Paragraf subset augmenter
martincjespersen opened this issue · comments
A paragraf subset augmentation which can work on token and sentence level. It will sample a random percentage of included coherent tokens/sentences and a random token/sentence start position ensuring the former constraint is maintained. The augmenter needs to handle annotated entities and avoid breaking them.
Input arguments:
level: how often to apply augmenter
min_paragraf: Minimum percentage of tokens or sentences to include. Ie. 4 sentences with min_paragraf=0.5 means it as a minimum includes 2 sentences.
sentence_level: Boolean to define if token or sentence level to define
Example - sentence level
import augmenty
import spacy
nlp = spacy.load("en_core_web_sm")
# four sentences
texts = [
"Augmenty is a wonderful tool for augmentation. Augmentation is a wonderful tool"
"for obtaining higher performance on limited data. You can also use it to see how "
"robust your model is to changes. It will sample subset of the paragraf.",
]
docs = nlp(texts)
augmenter = augmenty.load("paragraf_subset.v1", level=1.0, min_paragraf=0.5, sentence_level=True)
list(augmenty.texts(texts, augmenter, nlp))
Example outputs:
The first section:
Augmenty is a wonderful tool for augmentation. Augmentation is a wonderful tool
for obtaining higher performance on limited data.
The middle section:
Augmentation is a wonderful tool for obtaining higher performance on limited data.

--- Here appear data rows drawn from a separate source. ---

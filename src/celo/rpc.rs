//! JSON-RPC 2.0 over HTTP.
//!
//! One call is one round trip. The transport never retries; see
//! [`super::retry`] for the opt-in layer above it.

use async_trait::async_trait;
use reqwest::header::CONTENT_TYPE;
use reqwest::StatusCode;
use serde::de::DeserializeOwned;
use serde::Serialize;
use serde_json::{Map, Value};
use std::fmt;
use std::sync::atomic::{AtomicU64, Ordering};
use std::sync::Arc;
use std::time::Duration;
use tracing::debug;

use super::error::{CeloError, CeloResult};

#[derive(Debug, Clone, PartialEq, Serialize)]
pub struct RpcRequest {
    pub jsonrpc: &'static str,
    pub method: String,
    pub params: Vec<Value>,
    pub id: u64,
}

impl RpcRequest {
    pub fn new(id: u64, method: impl Into<String>, params: Vec<Value>) -> Self {
        Self {
            jsonrpc: "2.0",
            method: method.into(),
            params,
            id,
        }
    }
}

/// Moves one request to a node and hands back the raw response body.
#[async_trait]
pub trait Transport: Send + Sync + fmt::Debug {
    async fn send(&self, endpoint: &str, request: &RpcRequest) -> CeloResult<Value>;
}

#[derive(Debug, Clone, Default)]
pub struct HttpTransport {
    client: reqwest::Client,
}

impl HttpTransport {
    pub fn new() -> Self {
        Self::default()
    }

    pub fn with_client(client: reqwest::Client) -> Self {
        Self { client }
    }
}

#[async_trait]
impl Transport for HttpTransport {
    async fn send(&self, endpoint: &str, request: &RpcRequest) -> CeloResult<Value> {
        let response = self
            .client
            .post(endpoint)
            .header(CONTENT_TYPE, "application/json")
            .json(request)
            .send()
            .await?;

        let status = response.status();
        if status == StatusCode::TOO_MANY_REQUESTS {
            return Err(CeloError::Transport(format!("HTTP {} from {}", status, endpoint)));
        }
        let body = response.bytes().await?;
        let parsed = serde_json::from_slice::<Value>(&body);

        if !status.is_success() {
            return match parsed {
                // A complete JSON-RPC error envelope behind a non-2xx status is the node's answer.
                Ok(value) if value.get("error").is_some() && value.get("id").is_some() => Ok(value),
                _ => Err(CeloError::Transport(format!("HTTP {} from {}", status, endpoint))),
            };
        }

        parsed.map_err(|e| CeloError::RpcProtocol(format!("response body is not JSON: {}", e)))
    }
}

/// Issues JSON-RPC calls and normalizes their envelopes.
#[derive(Debug)]
pub struct JsonRpcClient {
    transport: Arc<dyn Transport>,
    next_id: AtomicU64,
    timeout: Option<Duration>,
}

impl JsonRpcClient {
    pub fn new(transport: Arc<dyn Transport>) -> Self {
        Self {
            transport,
            next_id: AtomicU64::new(1),
            timeout: None,
        }
    }

    pub fn http() -> Self {
        Self::new(Arc::new(HttpTransport::new()))
    }

    /// Default deadline applied to every call; `None` waits indefinitely.
    pub fn with_timeout(mut self, timeout: Option<Duration>) -> Self {
        self.timeout = timeout;
        self
    }

    pub fn timeout(&self) -> Option<Duration> {
        self.timeout
    }

    pub async fn call(&self, endpoint: &str, method: &str, params: Vec<Value>) -> CeloResult<Value> {
        self.call_with_timeout(endpoint, method, params, self.timeout)
            .await
    }

    /// Performs the call, aborting the in-flight request once `timeout` elapses.
    pub async fn call_with_timeout(
        &self,
        endpoint: &str,
        method: &str,
        params: Vec<Value>,
        timeout: Option<Duration>,
    ) -> CeloResult<Value> {
        let request = RpcRequest::new(self.next_id.fetch_add(1, Ordering::Relaxed), method, params);
        debug!(method = %request.method, id = request.id, "JSON-RPC request");

        let send = self.transport.send(endpoint, &request);
        let body = match timeout {
            Some(limit) => tokio::time::timeout(limit, send)
                .await
                .map_err(|_| CeloError::Timeout(limit))??,
            None => send.await?,
        };

        let result = normalize_response(request.id, body);
        if let Err(e) = &result {
            debug!(method = %request.method, id = request.id, "JSON-RPC call failed: {}", e);
        }
        result
    }

    pub async fn call_as<T: DeserializeOwned>(
        &self,
        endpoint: &str,
        method: &str,
        params: Vec<Value>,
    ) -> CeloResult<T> {
        let value = self.call(endpoint, method, params).await?;
        serde_json::from_value(value).map_err(|e| {
            CeloError::RpcProtocol(format!("unexpected result shape for {}: {}", method, e))
        })
    }
}

/// Turns a response body into the call's result or its error.
///
/// The id must echo `request_id`; a `null` id is only accepted alongside an
/// error, as nodes use it when the request itself could not be parsed.
pub fn normalize_response(request_id: u64, body: Value) -> CeloResult<Value> {
    let mut envelope: Map<String, Value> = match body {
        Value::Object(map) => map,
        other => {
            return Err(CeloError::RpcProtocol(format!(
                "expected a JSON object, got {}",
                other
            )))
        }
    };

    let error = envelope.remove("error").filter(|e| !e.is_null());
    let result = envelope.remove("result");

    match envelope.get("id") {
        Some(Value::Number(id)) if id.as_u64() == Some(request_id) => {}
        Some(Value::Null) | None if error.is_some() => {}
        Some(other) => {
            return Err(CeloError::RpcProtocol(format!(
                "response id {} does not match request id {}",
                other, request_id
            )))
        }
        None => {
            return Err(CeloError::RpcProtocol(format!(
                "response to request {} carries no id",
                request_id
            )))
        }
    }

    match (result, error) {
        (Some(_), Some(_)) => Err(CeloError::RpcProtocol(
            "response carries both result and error".into(),
        )),
        (Some(result), None) => Ok(result),
        (None, Some(error)) => Err(parse_error_object(error)),
        (None, None) => Err(CeloError::RpcProtocol(
            "response carries neither result nor error".into(),
        )),
    }
}

fn parse_error_object(error: Value) -> CeloError {
    let code = error.get("code").and_then(Value::as_i64);
    let message = error.get("message").and_then(Value::as_str);
    match (code, message) {
        (Some(code), Some(message)) => CeloError::Rpc {
            code,
            message: message.to_string(),
            data: error.get("data").cloned(),
        },
        _ => CeloError::RpcProtocol(format!("malformed error object: {}", error)),
    }
}

#[cfg(test)]
pub(crate) mod mock {
    use super::*;
    use std::sync::Mutex;

    type Handler = dyn Fn(&RpcRequest) -> CeloResult<Value> + Send + Sync;

    /// In-memory transport that records every request it sees.
    pub struct MockTransport {
        handler: Box<Handler>,
        requests: Mutex<Vec<(String, RpcRequest)>>,
    }

    impl fmt::Debug for MockTransport {
        fn fmt(&self, f: &mut fmt::Formatter<'_>) -> fmt::Result {
            f.debug_struct("MockTransport")
                .field("calls", &self.call_count())
                .finish()
        }
    }

    impl MockTransport {
        /// Answers with raw response bodies.
        pub fn raw<F>(handler: F) -> Self
        where
            F: Fn(&RpcRequest) -> CeloResult<Value> + Send + Sync + 'static,
        {
            Self {
                handler: Box::new(handler),
                requests: Mutex::new(Vec::new()),
            }
        }

        /// Answers every request with a well-formed success envelope.
        pub fn results<F>(handler: F) -> Self
        where
            F: Fn(&str, &[Value]) -> Value + Send + Sync + 'static,
        {
            Self::raw(move |request| {
                Ok(serde_json::json!({
                    "jsonrpc": "2.0",
                    "id": request.id,
                    "result": handler(&request.method, &request.params),
                }))
            })
        }

        pub fn call_count(&self) -> usize {
            self.requests.lock().map(|r| r.len()).unwrap_or_default()
        }

        pub fn requests(&self) -> Vec<(String, RpcRequest)> {
            self.requests.lock().map(|r| r.clone()).unwrap_or_default()
        }

        pub fn methods(&self) -> Vec<String> {
            self.requests()
                .into_iter()
                .map(|(_, request)| request.method)
                .collect()
        }
    }

    #[async_trait]
    impl Transport for MockTransport {
        async fn send(&self, endpoint: &str, request: &RpcRequest) -> CeloResult<Value> {
            if let Ok(mut requests) = self.requests.lock() {
                requests.push((endpoint.to_string(), request.clone()));
            }
            (self.handler)(request)
        }
    }
}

You can also use it to see how robust your model is to changes.
The middle section:
You can also use it to see how robust your model is to changes. It will sample subset
of the paragraf.
Additional thoughts:
Possibly addition of a reverse augmenter, eg. removing a coherent section of tokens/sentences.
They way augmenty is set up now it only allows augmentation within sample, i.e. for :
"Augmenty is a wonderful tool for augmentation. Augmentation is a wonderful tool"
you could get:
"Augmenty is a wonderful tool for augmentation.
"Augmentation is a wonderful tool"
"Augmenty is a wonderful tool for augmentation. Augmentation is a wonderful tool"
But never:
Augmenty is a wonderful tool for augmentation. Augmentation is a wonderful tool
for obtaining higher performance on limited data.
I still think the augmenter is relevant though. The other point would require #14, which is a known problem with spaCy augmentation setup as it currently stands.
Will be added in #50
Added in newest version